▸ ASSIGNMENT
Look through the records that follow and state how many lines hold the word "ScanFile", without adding anything.

★ ★ ★ ★

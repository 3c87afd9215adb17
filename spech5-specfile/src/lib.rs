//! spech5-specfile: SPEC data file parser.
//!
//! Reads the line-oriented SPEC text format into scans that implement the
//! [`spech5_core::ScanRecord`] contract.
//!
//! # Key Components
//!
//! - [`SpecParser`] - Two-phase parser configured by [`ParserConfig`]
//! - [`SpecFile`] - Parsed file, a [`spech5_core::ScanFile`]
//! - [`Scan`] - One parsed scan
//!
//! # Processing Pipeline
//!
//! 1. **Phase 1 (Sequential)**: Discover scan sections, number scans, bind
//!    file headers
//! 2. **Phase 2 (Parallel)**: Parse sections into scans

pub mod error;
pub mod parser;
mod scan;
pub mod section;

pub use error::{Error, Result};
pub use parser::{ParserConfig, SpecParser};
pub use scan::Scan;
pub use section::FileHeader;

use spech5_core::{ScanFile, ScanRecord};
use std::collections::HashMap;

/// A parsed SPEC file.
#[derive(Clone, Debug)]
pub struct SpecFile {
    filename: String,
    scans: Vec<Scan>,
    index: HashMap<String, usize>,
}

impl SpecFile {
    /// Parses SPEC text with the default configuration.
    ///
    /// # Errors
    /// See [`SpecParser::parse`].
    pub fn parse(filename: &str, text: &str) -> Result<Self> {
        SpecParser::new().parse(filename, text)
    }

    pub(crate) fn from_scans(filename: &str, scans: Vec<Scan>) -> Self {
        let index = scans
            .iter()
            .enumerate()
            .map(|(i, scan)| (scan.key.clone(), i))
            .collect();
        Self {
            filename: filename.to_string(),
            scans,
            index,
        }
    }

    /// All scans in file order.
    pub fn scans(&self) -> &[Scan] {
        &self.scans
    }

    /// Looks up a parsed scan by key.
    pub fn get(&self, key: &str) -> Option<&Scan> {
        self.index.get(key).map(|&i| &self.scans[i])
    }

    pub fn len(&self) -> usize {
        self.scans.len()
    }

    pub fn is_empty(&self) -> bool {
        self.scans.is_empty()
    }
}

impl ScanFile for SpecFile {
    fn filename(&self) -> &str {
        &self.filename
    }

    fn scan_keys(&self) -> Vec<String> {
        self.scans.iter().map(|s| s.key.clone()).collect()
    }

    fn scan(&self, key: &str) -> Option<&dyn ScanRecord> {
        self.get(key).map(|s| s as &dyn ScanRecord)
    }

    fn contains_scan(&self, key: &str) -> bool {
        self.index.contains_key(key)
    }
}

★ ★ ★ ★

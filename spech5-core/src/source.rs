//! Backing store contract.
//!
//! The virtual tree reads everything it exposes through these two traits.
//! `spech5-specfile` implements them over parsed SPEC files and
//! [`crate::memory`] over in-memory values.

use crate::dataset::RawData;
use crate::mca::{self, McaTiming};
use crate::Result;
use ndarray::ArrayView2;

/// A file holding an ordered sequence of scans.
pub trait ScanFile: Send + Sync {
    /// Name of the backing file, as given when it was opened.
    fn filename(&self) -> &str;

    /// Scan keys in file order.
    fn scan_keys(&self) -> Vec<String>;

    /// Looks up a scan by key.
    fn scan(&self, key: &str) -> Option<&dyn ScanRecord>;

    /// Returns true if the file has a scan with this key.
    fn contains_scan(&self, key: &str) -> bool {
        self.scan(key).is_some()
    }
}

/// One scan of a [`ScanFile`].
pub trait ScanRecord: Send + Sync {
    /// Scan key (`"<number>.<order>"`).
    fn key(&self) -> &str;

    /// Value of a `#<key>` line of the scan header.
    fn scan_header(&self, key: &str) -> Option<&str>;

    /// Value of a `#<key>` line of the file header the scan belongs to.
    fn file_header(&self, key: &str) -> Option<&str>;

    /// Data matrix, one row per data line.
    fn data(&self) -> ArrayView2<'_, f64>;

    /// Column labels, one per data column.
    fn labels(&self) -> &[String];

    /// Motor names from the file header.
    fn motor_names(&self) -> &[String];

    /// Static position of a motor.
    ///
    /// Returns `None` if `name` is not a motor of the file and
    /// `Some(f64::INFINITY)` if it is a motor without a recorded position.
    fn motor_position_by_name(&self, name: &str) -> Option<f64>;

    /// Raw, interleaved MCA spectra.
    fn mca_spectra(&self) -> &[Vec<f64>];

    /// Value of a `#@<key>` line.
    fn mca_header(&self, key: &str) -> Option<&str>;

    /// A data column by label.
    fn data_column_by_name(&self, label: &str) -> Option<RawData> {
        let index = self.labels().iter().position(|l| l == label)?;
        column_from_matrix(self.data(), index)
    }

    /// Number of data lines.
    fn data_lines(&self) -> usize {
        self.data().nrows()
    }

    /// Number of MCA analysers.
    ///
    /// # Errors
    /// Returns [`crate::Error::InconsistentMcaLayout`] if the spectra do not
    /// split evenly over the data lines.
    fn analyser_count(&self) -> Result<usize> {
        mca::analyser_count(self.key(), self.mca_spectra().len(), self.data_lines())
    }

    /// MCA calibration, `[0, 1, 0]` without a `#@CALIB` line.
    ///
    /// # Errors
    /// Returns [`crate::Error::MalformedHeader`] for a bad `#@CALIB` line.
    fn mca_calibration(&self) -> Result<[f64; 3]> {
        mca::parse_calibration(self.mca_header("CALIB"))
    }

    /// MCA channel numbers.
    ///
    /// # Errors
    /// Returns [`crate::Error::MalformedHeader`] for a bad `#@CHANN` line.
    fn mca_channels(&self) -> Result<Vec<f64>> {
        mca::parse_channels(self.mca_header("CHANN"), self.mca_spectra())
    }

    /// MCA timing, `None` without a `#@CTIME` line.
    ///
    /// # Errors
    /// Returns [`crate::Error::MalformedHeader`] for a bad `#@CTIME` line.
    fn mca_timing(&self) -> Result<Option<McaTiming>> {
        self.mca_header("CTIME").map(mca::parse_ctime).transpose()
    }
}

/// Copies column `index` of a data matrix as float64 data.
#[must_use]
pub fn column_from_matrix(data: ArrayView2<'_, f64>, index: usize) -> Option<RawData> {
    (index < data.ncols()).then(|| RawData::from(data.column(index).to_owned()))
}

★ ★ ★ ★

▸ RESPONSE BOX
5